> **Exercise**
Please transcribe each of the records exactly as given.

%%

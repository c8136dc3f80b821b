use crate::{
    entities::{Permission, Role, User},
    PermissionGateway,
};

/// Role-based default policy for deployments without an external
/// permission layer.
///
/// Authenticated customers hold every record permission; the
/// per-record ownership check still applies on top. Guests hold none.
#[derive(Debug, Default, Clone, Copy)]
pub struct RolePermissionPolicy;

impl PermissionGateway for RolePermissionPolicy {
    fn has_permission(&self, user: &User, _permission: Permission) -> bool {
        user.role >= Role::Customer
    }
}
mod authorize;
mod common_names;
mod create_instance;
mod create_location;
mod create_plant;
mod dashboard;
mod delete_instance;
mod delete_location;
mod delete_plant;
mod error;
mod get_instance;
mod get_location;
mod get_plant;
mod list_instances;
mod list_locations;
mod list_plants;
mod renew_due_watered;
mod update_instance;
mod update_location;
mod update_plant;

#[cfg(test)]
pub mod tests;

pub use self::{
    authorize::*, common_names::*, create_instance::*, create_location::*, create_plant::*,
    dashboard::*, delete_instance::*, delete_location::*, delete_plant::*, error::Error,
    get_instance::*, get_location::*, get_plant::*, list_instances::*, list_locations::*,
    list_plants::*, renew_due_watered::*, update_instance::*, update_location::*, update_plant::*,
};

mod prelude {
    pub use super::error::Error;
    pub type Result<T> = std::result::Result<T, Error>;
    pub use crate::{
        authorization::{authorize_role, check_access, check_visibility, AccessDecision},
        db::*,
        entities::*,
        repositories::{Error as RepoError, *},
        PermissionGateway,
    };
}
use self::prelude::*;

fn require_permission(
    permissions: &dyn PermissionGateway,
    requester: &User,
    permission: Permission,
) -> Result<()> {
    if !permissions.has_permission(requester, permission) {
        return Err(Error::PermissionDenied(permission));
    }
    Ok(())
}

fn require_access(requester: &User, owner: Option<&Id>) -> Result<()> {
    match check_access(requester, owner) {
        AccessDecision::Allowed => Ok(()),
        AccessDecision::Denied(reason) => {
            log::info!(
                "Denied access for user {}: {:?}",
                requester.id,
                reason
            );
            Err(Error::Forbidden)
        }
    }
}

fn require_visibility(requester: &User, owner: Option<&Id>) -> Result<()> {
    match check_visibility(requester, owner) {
        AccessDecision::Allowed => Ok(()),
        AccessDecision::Denied(_) => Err(Error::Forbidden),
    }
}
use time::Date;

use super::prelude::*;

#[derive(Debug, Clone)]
pub struct PlantInstanceUpdate {
    pub plant_id: Id,
    pub location_id: Id,
    pub nickname: String,
    pub purchased_on: Date,
    pub due_watered_on: Option<Date>,
    pub status: WateringStatus,
    /// Customer reassignment, exposed by the staff form only.
    pub customer: Option<Option<Id>>,
}

pub fn update_instance<R: Db>(
    repo: &R,
    permissions: &dyn PermissionGateway,
    requester: &User,
    id: &Id,
    update: PlantInstanceUpdate,
) -> Result<PlantInstance> {
    super::require_permission(permissions, requester, Permission::ChangePlantInstance)?;
    let mut instance = repo.get_instance(id)?;
    super::require_access(requester, instance.customer.as_ref())?;
    if update.customer.is_some() && !requester.is_staff() {
        return Err(Error::Forbidden);
    }
    let PlantInstanceUpdate {
        plant_id,
        location_id,
        nickname,
        purchased_on,
        due_watered_on,
        status,
        customer,
    } = update;
    let customer = customer.unwrap_or_else(|| instance.customer.clone());
    let plant = repo.get_plant(&plant_id)?;
    let location = repo.get_location(&location_id)?;
    if !requester.is_staff() {
        // same restriction as on the create form: only rows owned by
        // the requester are selectable
        if plant.owner.as_ref() != Some(&requester.id) || location.owner != requester.id {
            return Err(Error::Forbidden);
        }
    }
    if nickname != instance.nickname || customer != instance.customer {
        if let Some(existing) =
            repo.try_get_instance_by_customer_and_nickname(customer.as_ref(), &nickname)?
        {
            if existing.id != instance.id {
                return Err(Error::DuplicateNickname);
            }
        }
    }
    instance.plant_id = plant_id;
    instance.location_id = location_id;
    instance.nickname = nickname;
    instance.purchased_on = purchased_on;
    instance.due_watered_on = due_watered_on;
    instance.status = status;
    instance.customer = customer;
    repo.update_instance(&instance)?;
    Ok(instance)
}
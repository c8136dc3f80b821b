use time::Date;

use super::prelude::*;

/// Sets a new due-watered date and marks the instance watered,
/// regardless of its prior status.
///
/// The renewal date must lie strictly after the submission date,
/// otherwise the instance would be watered yet overdue at once. Any
/// authenticated user may confirm a renewal; only the existence of
/// the instance is checked.
pub fn renew_due_watered<R: PlantInstanceRepo>(
    repo: &R,
    requester: &User,
    id: &Id,
    today: Date,
    renewal_date: Date,
) -> Result<PlantInstance> {
    authorize_role(requester, Role::Customer)?;
    if renewal_date <= today {
        return Err(Error::RenewalDateNotInFuture);
    }
    let mut instance = repo.get_instance(id)?;
    instance.due_watered_on = Some(renewal_date);
    instance.status = WateringStatus::Watered;
    repo.update_instance(&instance)?;
    Ok(instance)
}
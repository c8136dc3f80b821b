use super::prelude::*;

/// Aggregate counts for the landing page.
#[derive(Debug, Clone, PartialEq, Eq)]
pub struct Dashboard {
    pub plants: usize,
    pub instances: usize,
    pub watered_instances: usize,
    pub locations: usize,
    /// Visits within the current session, including this one.
    pub visits: u64,
}

/// `session_visits` is the counter stored in the externally owned
/// session; the caller persists the incremented value returned in
/// [`Dashboard::visits`].
pub fn dashboard<R: Db>(repo: &R, session_visits: u64) -> Result<Dashboard> {
    Ok(Dashboard {
        plants: repo.count_plants()?,
        instances: repo.count_instances()?,
        watered_instances: repo.count_instances_with_status(WateringStatus::Watered)?,
        locations: repo.count_locations()?,
        visits: session_visits + 1,
    })
}

#[cfg(test)]
mod tests {
    use super::{
        super::tests::{create_default_instance, MockDb, TestUsers},
        *,
    };

    #[test]
    fn counts_and_visits() {
        let db = MockDb::default();
        let users = TestUsers::default();
        create_default_instance(&db, &users.customer);

        let dashboard = dashboard(&db, 0).unwrap();
        assert_eq!(dashboard.plants, 1);
        assert_eq!(dashboard.instances, 1);
        assert_eq!(dashboard.watered_instances, 1);
        assert_eq!(dashboard.locations, 1);
        assert_eq!(dashboard.visits, 1);
    }
}
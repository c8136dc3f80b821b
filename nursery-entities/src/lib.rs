#![deny(missing_debug_implementations)]
#![cfg_attr(test, deny(warnings))]

//! # nursery-entities
//!
//! Reusable, agnostic domain entities for the nursery record keeper.
//!
//! The entities only contain generic functionality that does not reveal any
//! application-specific business logic.

pub mod common_name;
pub mod id;
pub mod instance;
pub mod location;
pub mod permission;
pub mod plant;
pub mod user;

#[cfg(any(test, feature = "builders"))]
pub mod builders;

%%

> **Reply**
repository c8136dc3f80b821b
use crate::{
    entities::{Permission, Role, User},
    PermissionGateway,
};

/// Role-based default policy for deployments without an external
/// permission layer.
///
/// Authenticated customers hold every record permission; the
/// per-record ownership check still applies on top. Guests hold none.
#[derive(Debug, Default, Clone, Copy)]
pub struct RolePermissionPolicy;

impl PermissionGateway for RolePermissionPolicy {
    fn has_permission(&self, user: &User, _permission: Permission) -> bool {
        user.role >= Role::Customer
    }
}
mod authorize;
mod common_names;
mod create_instance;
mod create_location;
mod create_plant;
mod dashboard;
mod delete_instance;
mod delete_location;
mod delete_plant;
mod error;
mod get_instance;
mod get_location;
mod get_plant;
mod list_instances;
mod list_locations;
mod list_plants;
mod renew_due_watered;
mod update_instance;
mod update_location;
mod update_plant;

#[cfg(test)]
pub mod tests;

pub use self::{
    authorize::*, common_names::*, create_instance::*, create_location::*, create_plant::*,
    dashboard::*, delete_instance::*, delete_location::*, delete_plant::*, error::Error,
    get_instance::*, get_location::*, get_plant::*, list_instances::*, list_locations::*,
    list_plants::*, renew_due_watered::*, update_instance::*, update_location::*, update_plant::*,
};

mod prelude {
    pub use super::error::Error;
    pub type Result<T> = std::result::Result<T, Error>;
    pub use crate::{
        authorization::{authorize_role, check_access, check_visibility, AccessDecision},
        db::*,
        entities::*,
        repositories::{Error as RepoError, *},
        PermissionGateway,
    };
}
use self::prelude::*;

fn require_permission(
    permissions: &dyn PermissionGateway,
    requester: &User,
    permission: Permission,
) -> Result<()> {
    if !permissions.has_permission(requester, permission) {
        return Err(Error::PermissionDenied(permission));
    }
    Ok(())
}

fn require_access(requester: &User, owner: Option<&Id>) -> Result<()> {
    match check_access(requester, owner) {
        AccessDecision::Allowed => Ok(()),
        AccessDecision::Denied(reason) => {
            log::info!(
                "Denied access for user {}: {:?}",
                requester.id,
                reason
            );
            Err(Error::Forbidden)
        }
    }
}

fn require_visibility(requester: &User, owner: Option<&Id>) -> Result<()> {
    match check_visibility(requester, owner) {
        AccessDecision::Allowed => Ok(()),
        AccessDecision::Denied(_) => Err(Error::Forbidden),
    }
}
use time::Date;

use super::prelude::*;

#[derive(Debug, Clone)]
pub struct PlantInstanceUpdate {
    pub plant_id: Id,
    pub location_id: Id,
    pub nickname: String,
    pub purchased_on: Date,
    pub due_watered_on: Option<Date>,
    pub status: WateringStatus,
    /// Customer reassignment, exposed by the staff form only.
    pub customer: Option<Option<Id>>,
}

pub fn update_instance<R: Db>(
    repo: &R,
    permissions: &dyn PermissionGateway,
    requester: &User,
    id: &Id,
    update: PlantInstanceUpdate,
) -> Result<PlantInstance> {
    super::require_permission(permissions, requester, Permission::ChangePlantInstance)?;
    let mut instance = repo.get_instance(id)?;
    super::require_access(requester, instance.customer.as_ref())?;
    if update.customer.is_some() && !requester.is_staff() {
        return Err(Error::Forbidden);
    }
    let PlantInstanceUpdate {
        plant_id,
        location_id,
        nickname,
        purchased_on,
        due_watered_on,
        status,
        customer,
    } = update;
    let customer = customer.unwrap_or_else(|| instance.customer.clone());
    let plant = repo.get_plant(&plant_id)?;
    let location = repo.get_location(&location_id)?;
    if !requester.is_staff() {
        // same restriction as on the create form: only rows owned by
        // the requester are selectable
        if plant.owner.as_ref() != Some(&requester.id) || location.owner != requester.id {
            return Err(Error::Forbidden);
        }
    }
    if nickname != instance.nickname || customer != instance.customer {
        if let Some(existing) =
            repo.try_get_instance_by_customer_and_nickname(customer.as_ref(), &nickname)?
        {
            if existing.id != instance.id {
                return Err(Error::DuplicateNickname);
            }
        }
    }
    instance.plant_id = plant_id;
    instance.location_id = location_id;
    instance.nickname = nickname;
    instance.purchased_on = purchased_on;
    instance.due_watered_on = due_watered_on;
    instance.status = status;
    instance.customer = customer;
    repo.update_instance(&instance)?;
    Ok(instance)
}
repository c8136dc3f80b821b
use time::Date;

use super::prelude::*;

/// Sets a new due-watered date and marks the instance watered,
/// regardless of its prior status.
///
/// The renewal date must lie strictly after the submission date,
/// otherwise the instance would be watered yet overdue at once. Any
/// authenticated user may confirm a renewal; only the existence of
/// the instance is checked.
pub fn renew_due_watered<R: PlantInstanceRepo>(
    repo: &R,
    requester: &User,
    id: &Id,
    today: Date,
    renewal_date: Date,
) -> Result<PlantInstance> {
    authorize_role(requester, Role::Customer)?;
    if renewal_date <= today {
        return Err(Error::RenewalDateNotInFuture);
    }
    let mut instance = repo.get_instance(id)?;
    instance.due_watered_on = Some(renewal_date);
    instance.status = WateringStatus::Watered;
    repo.update_instance(&instance)?;
    Ok(instance)
}
repository c8136dc3f80b821b
use super::prelude::*;

/// Aggregate counts for the landing page.
#[derive(Debug, Clone, PartialEq, Eq)]
pub struct Dashboard {
    pub plants: usize,
    pub instances: usize,
    pub watered_instances: usize,
    pub locations: usize,
    /// Visits within the current session, including this one.
    pub visits: u64,
}

/// `session_visits` is the counter stored in the externally owned
/// session; the caller persists the incremented value returned in
/// [`Dashboard::visits`].
pub fn dashboard<R: Db>(repo: &R, session_visits: u64) -> Result<Dashboard> {
    Ok(Dashboard {
        plants: repo.count_plants()?,
        instances: repo.count_instances()?,
        watered_instances: repo.count_instances_with_status(WateringStatus::Watered)?,
        locations: repo.count_locations()?,
        visits: session_visits + 1,
    })
}

#[cfg(test)]
mod tests {
    use super::{
        super::tests::{create_default_instance, MockDb, TestUsers},
        *,
    };

    #[test]
    fn counts_and_visits() {
        let db = MockDb::default();
        let users = TestUsers::default();
        create_default_instance(&db, &users.customer);

        let dashboard = dashboard(&db, 0).unwrap();
        assert_eq!(dashboard.plants, 1);
        assert_eq!(dashboard.instances, 1);
        assert_eq!(dashboard.watered_instances, 1);
        assert_eq!(dashboard.locations, 1);
        assert_eq!(dashboard.visits, 1);
    }
}
repository c8136dc3f80b821b
filename nursery-entities/src/lib.rs
#![deny(missing_debug_implementations)]
#![cfg_attr(test, deny(warnings))]

//! # nursery-entities
//!
//! Reusable, agnostic domain entities for the nursery record keeper.
//!
//! The entities only contain generic functionality that does not reveal any
//! application-specific business logic.

pub mod common_name;
pub mod id;
pub mod instance;
pub mod location;
pub mod permission;
pub mod plant;
pub mod user;

#[cfg(any(test, feature = "builders"))]
pub mod builders;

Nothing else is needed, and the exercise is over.